L’affaire concerne Zoryan Kis, premier secrétaire de l’ambassade d’Ukraine en Israël, et son partenaire Tymur Levchuk, dont la relation de longue durée avait été établie comme un « mariage de facto » par un tribunal de Kyiv en juin 2025. Cette qualification avait été contestée par le mouvement conservateur Vsi Razom, qui invoquait ses statuts pour s’opposer à toute légalisation des unions entre personnes de même sexe. La Cour suprême a rejeté le recours, estimant que l’organisation n’avait pas qualité pour intervenir dans cette affaire.
Le différend remonte au refus du ministère ukrainien des Affaires étrangères d’autoriser Zoryan Kis à partir en mission de longue durée en Israël avec son partenaire. Les autorités invoquaient l’absence de cadre légal pour les « unions homosexuelles », la législation ukrainienne définissant le mariage comme l’union d’un homme et d’une femme. En saisissant la justice, le diplomate a obtenu que leur vie commune soit reconnue comme une entité familiale, garantissant ainsi le respect de sa vie privée et de ses droits fondamentaux.
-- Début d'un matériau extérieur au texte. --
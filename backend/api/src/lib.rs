#![allow(dead_code)]

use axum::{
    extract::Request,
    http::{header, HeaderValue, Method},
    middleware::{self, Next},
    response::Response,
    routing::{get, post},
    Router,
};
use tower_http::{cors::CorsLayer, trace::TraceLayer};

pub mod config;
pub mod extractors;
pub mod handlers;
pub mod metrics;
pub mod middlewares;
pub mod models;
pub mod services;
pub mod utils;

pub use config::Config;
pub use services::AppState;

/// CSP middleware adds Content-Security-Policy header to all responses
async fn csp_middleware(request: Request, next: Next) -> Response {
    let mut response = next.run(request).await;
    response.headers_mut().insert(
        header::CONTENT_SECURITY_POLICY,
        HeaderValue::from_static(
            "default-src 'self'; \
             script-src 'self' 'unsafe-inline'; \
             style-src 'self' 'unsafe-inline'; \
             img-src 'self' data: https:; \
             connect-src 'self'",
        ),
    );
    response
}

pub fn create_router(app_state: std::sync::Arc<services::AppState>) -> Router {
    let cors = CorsLayer::new()
        .allow_methods([
            Method::GET,
            Method::POST,
            Method::PUT,
            Method::DELETE,
            Method::OPTIONS,
        ])
        .allow_headers([header::AUTHORIZATION, header::CONTENT_TYPE])
        .allow_origin(tower_http::cors::Any); // TODO: restrict to specific origins in production

    Router::new()
        // Public endpoints (no auth required)
        .route("/health", get(handlers::health_check))
        // Metrics endpoint with Basic Auth protection
        .route(
            "/metrics",
            get(handlers::metrics_handler)
                .layer(middleware::from_fn(handlers::metrics_auth_middleware)),
        )
        // Auth endpoints (mixed: some public, some protected)
        .nest("/api/v1/auth", auth_routes(app_state.clone()))
        // Quiz endpoints (require JWT). Auth runs before the limiter so the
        // per-user bucket applies.
        .nest(
            "/api/v1/quizzes",
            quiz_routes()
                .layer(middleware::from_fn_with_state(
                    app_state.clone(),
                    middlewares::rate_limit::rate_limit_middleware,
                ))
                .layer(middleware::from_fn_with_state(
                    app_state.clone(),
                    middlewares::auth::auth_middleware,
                )),
        )
        // Question administration (JWT + admin role)
        .nest("/api/v1/questions", question_routes(app_state.clone()))
        // Payments (webhook public, rest behind JWT)
        .nest("/api/v1/payments", payment_routes(app_state.clone()))
        .with_state(app_state)
        .layer(cors)
        .layer(middleware::from_fn(csp_middleware)) // Apply CSP to all responses
        .layer(middleware::from_fn(
            middlewares::metrics::metrics_middleware,
        ))
        .layer(TraceLayer::new_for_http())
}

fn quiz_routes() -> Router<std::sync::Arc<services::AppState>> {
    Router::new()
        .route("/", post(handlers::quizzes::start_quiz))
        .route("/history", get(handlers::quizzes::history))
        .route("/stats", get(handlers::quizzes::stats))
        .route("/{id}", get(handlers::quizzes::get_session))
        .route("/{id}/submit", post(handlers::quizzes::submit_quiz))
}

fn question_routes(
    app_state: std::sync::Arc<services::AppState>,
) -> Router<std::sync::Arc<services::AppState>> {
    Router::new()
        .route(
            "/",
            get(handlers::questions::list_questions).post(handlers::questions::create_question),
        )
        .route("/bulk", post(handlers::questions::bulk_upload))
        .route("/count", get(handlers::questions::count))
        .route("/categories", get(handlers::questions::categories))
        .route(
            "/difficulty-distribution",
            get(handlers::questions::difficulty_distribution),
        )
        .route(
            "/{id}",
            get(handlers::questions::get_question)
                .patch(handlers::questions::update_question)
                .delete(handlers::questions::delete_question),
        )
        .route_layer(middleware::from_fn(
            middlewares::auth::admin_guard_middleware,
        ))
        .route_layer(middleware::from_fn_with_state(
            app_state,
            middlewares::auth::auth_middleware,
        ))
}

fn payment_routes(
    app_state: std::sync::Arc<services::AppState>,
) -> Router<std::sync::Arc<services::AppState>> {
    // Webhook is authenticated by its HMAC signature, not a JWT.
    let webhook_route = Router::new().route("/webhook", post(handlers::payments::webhook));

    let protected_routes = Router::new()
        .route("/initialize", post(handlers::payments::initialize))
        .route("/history", get(handlers::payments::history))
        .route("/verify/{reference}", get(handlers::payments::verify))
        .route_layer(middleware::from_fn_with_state(
            app_state,
            middlewares::auth::auth_middleware,
        ));

    webhook_route.merge(protected_routes)
}

fn auth_routes(
    app_state: std::sync::Arc<services::AppState>,
) -> Router<std::sync::Arc<services::AppState>> {
    // Public routes with rate limiting
    let register_route = Router::new()
        .route("/register", post(handlers::auth::register))
        .route_layer(middleware::from_fn_with_state(
            app_state.clone(),
            middlewares::rate_limit::register_rate_limit_middleware,
        ));

    let login_route = Router::new()
        .route("/login", post(handlers::auth::login))
        .route_layer(middleware::from_fn_with_state(
            app_state.clone(),
            middlewares::rate_limit::login_rate_limit_middleware,
        ));

    let public_routes = register_route.merge(login_route);

    // Protected routes (require JWT auth)
    let protected_routes = Router::new()
        .route("/me", get(handlers::auth::me))
        .route("/change-password", post(handlers::auth::change_password))
        .route_layer(middleware::from_fn_with_state(
            app_state.clone(),
            middlewares::auth::auth_middleware,
        ));

    // Merge public and protected routes
    public_routes.merge(protected_routes)
}
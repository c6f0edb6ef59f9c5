use axum::{
    extract::{Path, Query, State},
    http::StatusCode,
    response::IntoResponse,
    Extension, Json,
};
use std::sync::Arc;

use crate::extractors::AppJson;
use crate::middlewares::auth::JwtClaims;
use crate::models::session::{HistoryQuery, StartQuizRequest, SubmitQuizRequest};
use crate::services::{quiz_service::QuizService, AppState};

fn service(state: &AppState) -> QuizService {
    QuizService::new(
        state.mongo.clone(),
        state.redis.clone(),
        state.config.quiz.clone(),
    )
}

pub async fn start_quiz(
    State(state): State<Arc<AppState>>,
    Extension(claims): Extension<JwtClaims>,
    AppJson(req): AppJson<StartQuizRequest>,
) -> Result<impl IntoResponse, (StatusCode, String)> {
    tracing::info!("Starting quiz for user: {}", claims.sub);

    match service(&state).start_quiz(&claims.sub, req).await {
        Ok(response) => Ok((StatusCode::CREATED, Json(response))),
        Err(e) => {
            let msg = e.to_string();
            let status = if msg.contains("activation required") {
                StatusCode::FORBIDDEN
            } else if msg.contains("No questions available") {
                StatusCode::SERVICE_UNAVAILABLE
            } else if msg.contains("not found") {
                StatusCode::NOT_FOUND
            } else {
                tracing::error!("Failed to start quiz: {}", e);
                StatusCode::INTERNAL_SERVER_ERROR
            };
            Err((status, msg))
        }
    }
}

pub async fn get_session(
    State(state): State<Arc<AppState>>,
    Extension(claims): Extension<JwtClaims>,
    Path(session_id): Path<String>,
) -> Result<impl IntoResponse, (StatusCode, String)> {
    let session = match service(&state).get_session(&session_id).await {
        Ok(session) => session,
        Err(e) => {
            let msg = e.to_string();
            let status = session_lookup_status(&msg);
            if status == StatusCode::INTERNAL_SERVER_ERROR {
                tracing::error!("Failed to load session {}: {}", session_id, e);
            }
            return Err((status, msg));
        }
    };

    // Sessions are private to their owner.
    if session.user_id != claims.sub {
        return Err((StatusCode::NOT_FOUND, "Session not found".to_string()));
    }

    Ok((StatusCode::OK, Json(session)))
}

// A missing session is a 404; anything else (cache or store trouble) is an
// internal failure and must not masquerade as a miss.
fn session_lookup_status(msg: &str) -> StatusCode {
    if msg.contains("Session not found") {
        StatusCode::NOT_FOUND
    } else {
        StatusCode::INTERNAL_SERVER_ERROR
    }
}

pub async fn submit_quiz(
    State(state): State<Arc<AppState>>,
    Extension(claims): Extension<JwtClaims>,
    Path(session_id): Path<String>,
    AppJson(req): AppJson<SubmitQuizRequest>,
) -> Result<impl IntoResponse, (StatusCode, String)> {
    tracing::info!("Submitting quiz: {} by user: {}", session_id, claims.sub);

    match service(&state)
        .submit_quiz(&claims.sub, &session_id, req)
        .await
    {
        Ok(response) => Ok((StatusCode::OK, Json(response))),
        Err(e) => {
            let msg = e.to_string();
            let status = if msg.contains("not found") {
                StatusCode::NOT_FOUND
            } else if msg.contains("already completed") {
                StatusCode::CONFLICT
            } else {
                tracing::error!("Failed to submit quiz: {}", e);
                StatusCode::INTERNAL_SERVER_ERROR
            };
            Err((status, msg))
        }
    }
}

pub async fn history(
    State(state): State<Arc<AppState>>,
    Extension(claims): Extension<JwtClaims>,
    Query(query): Query<HistoryQuery>,
) -> Result<impl IntoResponse, (StatusCode, String)> {
    match service(&state).history(&claims.sub, query).await {
        Ok(summaries) => Ok((StatusCode::OK, Json(summaries))),
        Err(e) => {
            tracing::error!("Failed to load quiz history: {}", e);
            Err((StatusCode::INTERNAL_SERVER_ERROR, e.to_string()))
        }
    }
}

pub async fn stats(
    State(state): State<Arc<AppState>>,
    Extension(claims): Extension<JwtClaims>,
) -> Result<impl IntoResponse, (StatusCode, String)> {
    match service(&state).stats(&claims.sub).await {
        Ok(stats) => Ok((StatusCode::OK, Json(stats))),
        Err(e) => {
            let msg = e.to_string();
            let status = if msg.contains("not found") {
                StatusCode::NOT_FOUND
            } else {
                tracing::error!("Failed to load quiz stats: {}", e);
                StatusCode::INTERNAL_SERVER_ERROR
            };
            Err((status, msg))
        }
    }
}

#[cfg(test)]
mod tests {
    use super::*;

    #[test]
    fn missing_session_maps_to_not_found() {
        assert_eq!(
            session_lookup_status("Session not found"),
            StatusCode::NOT_FOUND
        );
    }

    #[test]
    fn backend_failures_map_to_internal_error() {
        assert_eq!(
            session_lookup_status("Failed to read session cache: connection refused"),
            StatusCode::INTERNAL_SERVER_ERROR
        );
        assert_eq!(
            session_lookup_status("Failed to query quiz session: pool timed out"),
            StatusCode::INTERNAL_SERVER_ERROR
        );
    }
}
Pour les associations LGBTQIA+ locales, cette avancée est un jalon historique. « Elle empêche désormais des organisations conservatrices d’utiliser les tribunaux pour tenter d’annuler des jugements favorables aux personnes LGBTQIA+ au nom de la morale publique », souligne l’ONG Insight. Elle montre également que la justice peut protéger ces droits même lorsque la loi reste restrictive.
Cette évolution ne signifie pas pour autant l’ouverture du mariage pour tous.tes en Ukraine. Elle permet toutefois d’offrir une protection juridique à des partenaires vivant ensemble, tout en rappelant que les progrès obtenus par la jurisprudence restent fragiles en l’absence d’une réforme législative.
Cette étape doit encourager les autorités ukrainiennes et européennes à poursuivre les efforts visant à garantir l’égalité et la sécurité juridique des personnes LGBTQIA+.
Dans un contexte international où plusieurs pays d’Europe de l’Est demeurent réticents à reconnaître les unions entre personnes de même sexe, ce jugement apparaît comme un signal notable. Pour l’Ukraine, engagée dans un rapprochement avec les standards européens, il témoigne d’une évolution progressive vers une meilleure protection des droits humains.